Not for the first time, Corofin took the leisurely route in what has become a gripping rivalry against Castlebar. They somehow found themselves in an extra-time dogfight despite owning the ball for long periods and with Ciaran McGrath, their captain and ferociously tidy centre-back, gone just seconds before the end of full time with injury, they suddenly looked to have fallen into a sticky place. But despite missing a penalty in extra time, they continued to play some terrific football on a wet and gloomy and afternoon and finally shook off the Mayo men to win their eighth Connacht club championship.

“We made it difficult but it must have been very exciting,” said Gary Sice, who won the penalty and guided the team in that crucial extra time period.

“We were a bit deflated at the end of full time. But we were here before two weeks ago and we were here before against Castlebar. Last year in Castlebar it went to extra time and we got out of jail. We definitely, definitely got out of jail again today. If they got another thirty seconds, the way things were going, they were really pushing us.”

Sice is one of the senior figures on a team that can play brilliantly fluent football in all kinds of weather. But it was the emerging generation who stepped up here. Liam Silke had an excellent game, superior in defence and storming into attack along Corofin’s right wing and the transition play between their forwards and overlapping wing backs was unfailingly slick. They seemed set to close out the game comfortably only to be hauled back into a contest by a tenacious Castlebar performance.
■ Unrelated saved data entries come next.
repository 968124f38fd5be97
//! Sink implementations
//!
//! Contains LogSink and FileSink.

mod file;
mod log;

pub use self::file::{FileSink, FileSinkConfig};
pub use self::log::LogSink;
//! # Integration Tests
//!
//! 集成测试与端到端测试。
//!
//! 负责：
//! - 合约快照测试
//! - 文件 -> 解析 -> 频率估计 -> 合并 -> 输出 -> 再解析 的 e2e 测试

#[cfg(test)]
mod contract_tests {
    use contracts::{FloatKind, NumericTable, TimeUnit};

    #[test]
    fn test_contracts_compile() {
        let _ = contracts::ConfigVersion::V1;
        assert_eq!(TimeUnit::default(), TimeUnit::S);
        assert_eq!(FloatKind::default(), FloatKind::F64);
        assert_eq!(NumericTable::empty().shape(), (0, 0));
    }
}

#[cfg(test)]
mod e2e_tests {
    use std::collections::HashMap;
    use std::fs;
    use std::path::Path;

    use config_loader::{ConfigFormat, ConfigLoader};
    use contracts::{FloatKind, NumericTable, SinkConfig, SinkType, TimeUnit};
    use dispatcher::{create_dispatcher, format_table, DEFAULT_PRECISION};
    use ingestion::{ingest_path, ingest_str, IngestOptions};
    use sync_engine::{align, estimate_frequency, merge, SyncError};

    /// IMU-like stream: timestamp in ns, 6 channels
    fn imu_text(rows: usize) -> String {
        let mut text = String::from("#timestamp [ns] w_x w_y w_z a_x a_y a_z\n");
        for i in 0..rows {
            let t = 1_403_636_579_758_555_392u64 + i as u64 * 5_000_000;
            text.push_str(&format!(
                "{} {} {} {} {} {} {}\n",
                t,
                0.001 * i as f64,
                -0.002 * i as f64,
                0.5,
                9.81,
                0.1 * (i % 7) as f64,
                -0.25
            ));
        }
        text
    }

    /// Ground-truth-like stream: timestamp in ns, position + quaternion
    fn truth_text(rows: usize) -> String {
        let mut text = String::from("#timestamp p_x p_y p_z q_w q_x q_y q_z\n");
        for i in 0..rows {
            let t = 1_403_636_579_758_555_392u64 + i as u64 * 10_000_000;
            text.push_str(&format!(
                "{} {} {} {} 1 0 0 0\n",
                t,
                i as f64,
                2.0 * i as f64,
                -(i as f64)
            ));
        }
        text
    }

    fn write(dir: &Path, name: &str, text: &str) -> std::path::PathBuf {
        let path = dir.join(name);
        fs::write(&path, text).unwrap();
        path
    }

    /// End-to-end: files -> ingest -> estimate -> align -> file sink -> re-ingest
    #[test]
    fn test_e2e_file_pipeline() {
        let dir = tempfile::tempdir().unwrap();
        let imu_path = write(dir.path(), "imu.txt", &imu_text(200));
        let truth_path = write(dir.path(), "truth.txt", &truth_text(97));

        let options = IngestOptions::new(' ').with_header(true);
        let imu = ingest_path(&imu_path, &options);
        let truth = ingest_path(&truth_path, &options);
        assert!(imu.failure.is_none(), "imu failed: {:?}", imu.failure);
        assert!(truth.failure.is_none(), "truth failed: {:?}", truth.failure);
        assert_eq!(imu.header.line_count, 1);
        let imu_labels = imu.header.labels.as_deref().unwrap_or_default();
        assert_eq!(imu_labels.first().map(String::as_str), Some("timestamp"));

        let imu_hz = estimate_frequency(&imu.table, 0, TimeUnit::Ns).unwrap();
        let truth_hz = estimate_frequency(&truth.table, 0, TimeUnit::Ns).unwrap();
        assert!((imu_hz - 200.0).abs() < 1e-3, "imu {imu_hz}");
        assert!((truth_hz - 100.0).abs() < 1e-3, "truth {truth_hz}");

        let right_last = truth.table.row(96).to_vec();
        let alignment = align(imu.table, truth.table).unwrap();
        assert_eq!(alignment.report.ratio, 2);
        assert_eq!(alignment.report.padded_rows, 6);
        let merged = alignment.table;
        assert_eq!(merged.shape(), (200, 15));
        for i in 194..200 {
            assert_eq!(&merged.row(i)[7..], right_last.as_slice());
        }

        let out = dir.path().join("out").join("merged.csv");
        let sinks = vec![SinkConfig {
            name: "csv".into(),
            sink_type: SinkType::File,
            params: HashMap::from([
                ("path".to_string(), out.display().to_string()),
                ("precision".to_string(), "3".to_string()),
            ]),
        }];
        let labels: Vec<String> = (0..15).map(|i| format!("c{i}")).collect();
        let report = create_dispatcher(&sinks).unwrap().dispatch(&merged, &labels);
        assert!(report.all_succeeded(), "{:?}", report.failed);

        let back = ingest_path(&out, &IngestOptions::new(';').with_header(true));
        assert!(back.failure.is_none(), "{:?}", back.failure);
        assert_eq!(back.header.line_count, 1);
        assert_eq!(back.header.labels.as_ref(), Some(&labels));
        assert_eq!(back.table.shape(), (200, 15));
        // precision 3 is exact for the position columns
        for i in 0..200 {
            let row = back.table.row(i);
            let orig = merged.row(i);
            assert_eq!(row[8], orig[8], "row {i}");
        }
    }

    #[test]
    fn test_header_detection_counts_leading_lines() {
        for k in 0..4 {
            let mut text = String::new();
            for j in 0..k {
                text.push_str(&format!("note {j};1.0\n"));
            }
            text.push_str("1;2\n3;4\n");
            let ingested = ingest_str(&text, &IngestOptions::default()).unwrap();
            assert_eq!(ingested.header.line_count, k, "k = {k}");
            assert_eq!(ingested.table.rows(), 2);
        }
    }

    #[test]
    fn test_format_then_ingest_round_trip() {
        let table = NumericTable::from_rows(
            &[[0.0, 1.25, -3.5], [0.005, 2.125, 7.0], [0.01, -0.0625, 1e-3]],
            FloatKind::F64,
        )
        .unwrap();
        let labels = vec!["t".to_string(), "x".to_string(), "y".to_string()];
        let text = format_table(&table, &labels, ';', DEFAULT_PRECISION);

        let back = ingest_str(&text, &IngestOptions::default().with_header(true)).unwrap();
        assert_eq!(back.header.labels, Some(labels));
        assert_eq!(back.table.shape(), table.shape());
        for (a, b) in back.table.as_slice().iter().zip(table.as_slice()) {
            assert!((a - b).abs() < 1e-6, "{a} vs {b}");
        }
    }

    #[test]
    fn test_frequency_examples() {
        let seconds = NumericTable::from_rows(&[[0.0], [1.0], [2.0], [3.0]], FloatKind::F64).unwrap();
        assert_eq!(estimate_frequency(&seconds, 0, TimeUnit::S).unwrap(), 1.0);

        let millis = NumericTable::from_rows(&[[0.0], [500.0], [1000.0]], FloatKind::F64).unwrap();
        let hz = estimate_frequency(&millis, 0, TimeUnit::Ms).unwrap();
        assert!((hz - 2.0).abs() < 1e-12, "got {hz}");

        let single = NumericTable::from_rows(&[[42.0]], FloatKind::F64).unwrap();
        assert!(matches!(
            estimate_frequency(&single, 0, TimeUnit::S),
            Err(SyncError::InsufficientData { .. })
        ));
    }

    #[test]
    fn test_merge_shape_and_precondition() {
        let left_rows: Vec<[f64; 3]> = (0..100).map(|i| [i as f64, 0.0, 1.0]).collect();
        let right_rows: Vec<[f64; 2]> = (0..10).map(|i| [i as f64, -(i as f64)]).collect();
        let left = NumericTable::from_rows(left_rows.as_slice(), FloatKind::F64).unwrap();
        let right = NumericTable::from_rows(right_rows.as_slice(), FloatKind::F64).unwrap();

        let merged = merge(left.clone(), right.clone()).unwrap();
        assert_eq!(merged.shape(), (100, 5));
        for i in 90..100 {
            assert_eq!(&merged.row(i)[3..], right.row(9));
        }

        // not commutative: the longer table must come first
        assert!(matches!(
            merge(right, left),
            Err(SyncError::UnsupportedShape { .. })
        ));
    }

    #[test]
    fn test_failed_ingest_blocks_merge() {
        let missing = ingest_path(Path::new("/nonexistent/imu.txt"), &IngestOptions::default());
        assert!(missing.is_empty());
        assert!(missing.failure.is_some());

        let right = NumericTable::from_rows(&[[1.0]], FloatKind::F64).unwrap();
        assert!(matches!(
            merge(missing.table, right),
            Err(SyncError::EmptyInput { .. })
        ));
    }

    #[test]
    fn test_blueprint_drives_pipeline() {
        let dir = tempfile::tempdir().unwrap();
        write(dir.path(), "imu.txt", &imu_text(30));
        write(dir.path(), "truth.txt", &truth_text(10));

        let config = format!(
            r#"
[left]
name = "imu"
path = "{dir}/imu.txt"
separator = " "
unit = "ns"

[right]
name = "truth"
path = "{dir}/truth.txt"
separator = " "
unit = "ns"

[[sinks]]
name = "log"
sink_type = "log"
"#,
            dir = dir.path().display().to_string().replace('\\', "/")
        );
        let bp = ConfigLoader::load_from_str(&config, ConfigFormat::Toml).unwrap();

        let left = ingest_path(&bp.left.path, &IngestOptions::from(&bp.left));
        let right = ingest_path(&bp.right.path, &IngestOptions::from(&bp.right));
        let merged = merge(left.table, right.table).unwrap();
        assert_eq!(merged.shape(), (30, 15));

        let report = create_dispatcher(&bp.sinks).unwrap().dispatch(&merged, &[]);
        assert_eq!(report.succeeded, vec!["log".to_string()]);
    }
}
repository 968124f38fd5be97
//! # Dispatcher
//!
//! 数据分发模块。
//!
//! 负责：
//! - 接收合并后的 `NumericTable`
//! - 依次写入多个 sinks (分隔文本文件 / 日志)
//! - 单个 sink 失败不影响其他 sink

pub mod dispatcher;
pub mod error;
pub mod format;
pub mod sinks;

pub use contracts::{NumericTable, TableSink};
pub use dispatcher::{create_dispatcher, create_sink, DispatchReport, Dispatcher};
pub use error::DispatcherError;
pub use format::{format_table, write_table, DEFAULT_PRECISION};
pub use sinks::{FileSink, FileSinkConfig, LogSink};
With David Stenson and Neil Douglas shouldering most of the scoring duties for Castlebar, the visitors used the platform of a third minute goal by Aidan Walsh to hang tough through Corofin’s more dazzling patches and to stay in touch on the board.

Danny Kirby acted as both ball winner and playmaker and Eoghan O’Reilly put in a big shift over an afternoon when Mayo flier Paddy Durcan was too wrapped up in the defensive challenges posed by Corofin to get forward. The Castlebar defensive unit absorbed so many problems posed by Corofin that it was a wonder they had anything left for extra time.

The more you see of Ian Burke playing in the colours of Corofin, the easier it becomes to believe that there isn’t a more creative footballer west of the big river.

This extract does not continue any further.